Process Variables Effects

- In order to improve solid recovery, the machine variables can be controlled as follows:

Machine Variables Control to Improve Solid Recovery

== Production of waste stream ==
The post-treatment of the waste stream produced by the solid bowl centrifuge diverse depending on the industrial application. Since different industries have different feed for the centrifuge system, the waste stream will be different as well, and thus require different post treatments. Below are some examples of the waste stream production and its necessary post treatment in various applications in the industry.

===Wastewater sludge treatment===

In water treatment, the wanted product is the clean water, while the waste is the sludge containing dissolved organic and inorganic materials, fibrous matter, and extracellular polymer (ECP). The sludge is commonly discarded down the sewer or to landfill. Occasionally, the sludge is used in the production of bricks and concrete, in agriculture as a soil additive, or for land reclamation. In this application, solid bowl centrifuge is used as the final step of the water treatment sludge before disposal in order to reduce landfill charges and transport costs.

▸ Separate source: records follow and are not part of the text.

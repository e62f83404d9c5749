//! Verification half of Proof Key for Code Exchange.
//!
//! > OAuth 2.0 public clients utilizing the Authorization Code Grant are
//! susceptible to the authorization code interception attack. This
//! specification describes the attack as well as a technique to mitigate
//! against the threat through the use of Proof Key for Code Exchange
//! (PKCE, pronounced "pixy").
//!
//! (from the respective [RFC 7636])
//!
//! Issuing the challenge happens on the front channel and is outside this
//! crate. Here the submitted verifier is transformed with the method the
//! challenge was stored under and compared against it.
//!
//! [RFC 7636]: https://tools.ietf.org/html/rfc7636
use base64::engine::general_purpose::URL_SAFE_NO_PAD;
use base64::Engine;
use sha2::{Digest, Sha256};
use subtle::ConstantTimeEq;

use super::error::{Error, ErrorCode};

/// Verify a submitted code verifier against the stored challenge.
///
/// An empty method defaults to `plain`, where the transformed verifier is
/// the verifier itself. Under `S256` the verifier is hashed with SHA-256
/// and base64url-encoded without padding. Any other method is unsupported.
pub fn verify_code_challenge(challenge: &str, method: &str, verifier: &str) -> Result<(), Error> {
    let transformed = match method {
        "" | "plain" => verifier.to_string(),
        "S256" => {
            let digest = Sha256::digest(verifier.as_bytes());
            URL_SAFE_NO_PAD.encode(digest)
        }
        _ => {
            return Err(Error::new(
                ErrorCode::InvalidRequest,
                "transform algorithm not supported",
            ))
        }
    };

    if transformed.as_bytes().ct_eq(challenge.as_bytes()).into() {
        Ok(())
    } else {
        Err(Error::new(
            ErrorCode::InvalidGrant,
            "code verifier failed comparison with the stored challenge",
        ))
    }
}
//! Exchange of an authorization code for an access token.
use super::authenticate::client_with_optional_secret;
use super::error::{Error, ErrorCode};
use super::{param, pkce, AccessRequest, Endpoint, GrantType};
use crate::endpoint::{NormalizedParameter, WebRequest};
use crate::primitives::client::{first_redirect_uri, redirect_uri_in_list};
use crate::primitives::storage::StorageError;

/// The `authorization_code` grant.
///
/// Public clients identify themselves by `client_id` alone, confidential
/// ones authenticate with the Basic header. The presented code must belong
/// to the resolved client, be unexpired, have been issued under the same
/// redirect address the request settles on, and, when the code was bound
/// with PKCE, the verifier must check out.
pub(super) fn authorization_code(
    endpoint: &mut dyn Endpoint, request: &mut dyn WebRequest, params: NormalizedParameter,
) -> Result<AccessRequest, Error> {
    let client = client_with_optional_secret(endpoint.storage(), request, &params)?;

    let code = param(&params, "code");
    if code.is_empty() {
        return Err(Error::new(ErrorCode::InvalidGrant, "authorization code is required"));
    }

    let authorize_data = match endpoint.storage().load_authorize(&code) {
        Ok(data) => data,
        Err(StorageError::NotFound) => {
            return Err(Error::new(
                ErrorCode::UnauthorizedClient,
                "authorization data is not found",
            ))
        }
        Err(err) => {
            return Err(Error::new(ErrorCode::InvalidGrant, "error loading authorize data")
                .with_internal(err.to_string()))
        }
    };

    if authorize_data.client.redirect_uri().is_empty() {
        return Err(Error::new(
            ErrorCode::UnauthorizedClient,
            "authorization data has no redirect uri",
        ));
    }
    if authorize_data.is_expired_at(endpoint.now()) {
        return Err(Error::new(ErrorCode::InvalidGrant, "authorization data is expired"));
    }
    if authorize_data.client.id() != client.id() {
        return Err(Error::new(ErrorCode::InvalidGrant, "client code does not match"));
    }

    // Settle on the redirect address: the request's, defaulted to the first
    // registered one, and in any case a registered one matching the code.
    let separator = endpoint.config().redirect_uri_separator.clone();
    let mut redirect_uri = param(&params, "redirect_uri");
    if redirect_uri.is_empty() {
        redirect_uri = first_redirect_uri(client.redirect_uri(), &separator).to_string();
    }
    if !redirect_uri_in_list(client.redirect_uri(), &redirect_uri, &separator) {
        return Err(Error::new(
            ErrorCode::InvalidRequest,
            "error validating client redirect uri",
        ));
    }
    if redirect_uri != authorize_data.redirect_uri {
        return Err(Error::new(
            ErrorCode::InvalidRequest,
            "client redirect uri is different",
        ));
    }

    let code_verifier = param(&params, "code_verifier");
    if !authorize_data.code_challenge.is_empty() {
        pkce::verify_code_challenge(
            &authorize_data.code_challenge,
            &authorize_data.code_challenge_method,
            &code_verifier,
        )?;
    }

    let mut access_request =
        AccessRequest::new(GrantType::AuthorizationCode, client, endpoint.config(), params);
    access_request.code = code;
    access_request.code_verifier = code_verifier;
    access_request.redirect_uri = redirect_uri;
    access_request.scope = authorize_data.scope.clone();
    access_request.user_data = authorize_data.user_data.clone();
    access_request.authorize_data = Some(authorize_data);
    Ok(access_request)
}
//! Retrieve a refreshed access token.
use super::authenticate::{client_with_secret, credentials};
use super::error::{Error, ErrorCode};
use super::{param, AccessRequest, Endpoint, GrantType};
use crate::endpoint::{NormalizedParameter, WebRequest};
use crate::primitives::scope;
use crate::primitives::storage::StorageError;

/// The `refresh_token` grant.
///
/// The refresh token is taken from the form, falling back to the
/// `refresh_token` cookie a previous issuance may have set. The loaded
/// record must belong to the authenticated client, and the requested scope
/// must not include any scope not originally granted.
pub(super) fn refresh_token(
    endpoint: &mut dyn Endpoint, request: &mut dyn WebRequest, params: NormalizedParameter,
) -> Result<AccessRequest, Error> {
    let auth = credentials(request, &params, endpoint.config())?;
    let client = client_with_secret(endpoint.storage(), &auth)?;

    let mut token = param(&params, "refresh_token");
    if token.is_empty() {
        token = request
            .cookie("refresh_token")
            .map(|value| value.into_owned())
            .unwrap_or_default();
    }
    if token.is_empty() {
        return Err(Error::new(ErrorCode::InvalidGrant, "refresh token is required"));
    }

    let access_data = match endpoint.storage().load_refresh(&token) {
        Ok(data) => data,
        Err(StorageError::NotFound) => {
            return Err(Error::new(ErrorCode::InvalidGrant, "refresh token is invalid"))
        }
        Err(err) => {
            return Err(Error::new(ErrorCode::ServerError, "error loading access data")
                .with_internal(err.to_string()))
        }
    };

    if access_data.client.redirect_uri().is_empty() {
        return Err(Error::new(ErrorCode::InvalidGrant, "access data has no redirect uri"));
    }
    if access_data.client.id() != client.id() {
        return Err(Error::new(
            ErrorCode::InvalidGrant,
            "client id must be the same from previous token",
        ));
    }

    // An omitted scope is treated as equal to the scope originally granted.
    let mut requested_scope = param(&params, "scope");
    if requested_scope.is_empty() {
        requested_scope = access_data.scope.clone();
    }
    if scope::has_extra(&access_data.scope, &requested_scope) {
        return Err(Error::new(
            ErrorCode::AccessDenied,
            "the requested scope must not include any scope not originally granted",
        ));
    }

    let mut access_request =
        AccessRequest::new(GrantType::RefreshToken, client, endpoint.config(), params);
    access_request.code = token;
    access_request.redirect_uri = access_data.redirect_uri.clone();
    access_request.user_data = access_data.user_data.clone();
    access_request.scope = requested_scope;
    access_request.access_data = Some(access_data);
    Ok(access_request)
}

===Coal treatment underflow slurry===

Solid-bowl centrifuge is used for dewatering the coal waste slurry along with plate-and-frame filter press in coal manufacturing to dewater the slurry before being disposed of. The slurry feed was attained from the underflow of a functioning bituminous coal-cleaning thickener device. As for the waste stream, it is usually disposed of into slurry cells or deserted underground mine site if available, or more commonly in slurry impoundments.

===Polymer manufacture===

In this industry, acetate is recovered during the manufacturing of polymers. In this case, the wanted product is actually the polymer; however, the acetate is not a waste either since it is recovered. While the polymer solids are discharged through the solid exit port and further processed, the acetate that is recovered through the liquid exit port and further separated from the washing liquid to recover pure acetate.

== New development ==
There are various aspects that can be improved from the current solid bowl centrifuges in order to increase its performance and reliability. To allow more control and simpler operation, support systems such as feed equipment, chemical dosing facility and better transfer pumps were designed and added. Moreover, the operating parameters can be adjusted to optimize the sludge dewatering process. It relies on rotational force in order to throw the solids out and for the sludge to stick to the outer all surfaces. The use of a metal screen or some suitable filtering material can also be added to achieve better solids dryness.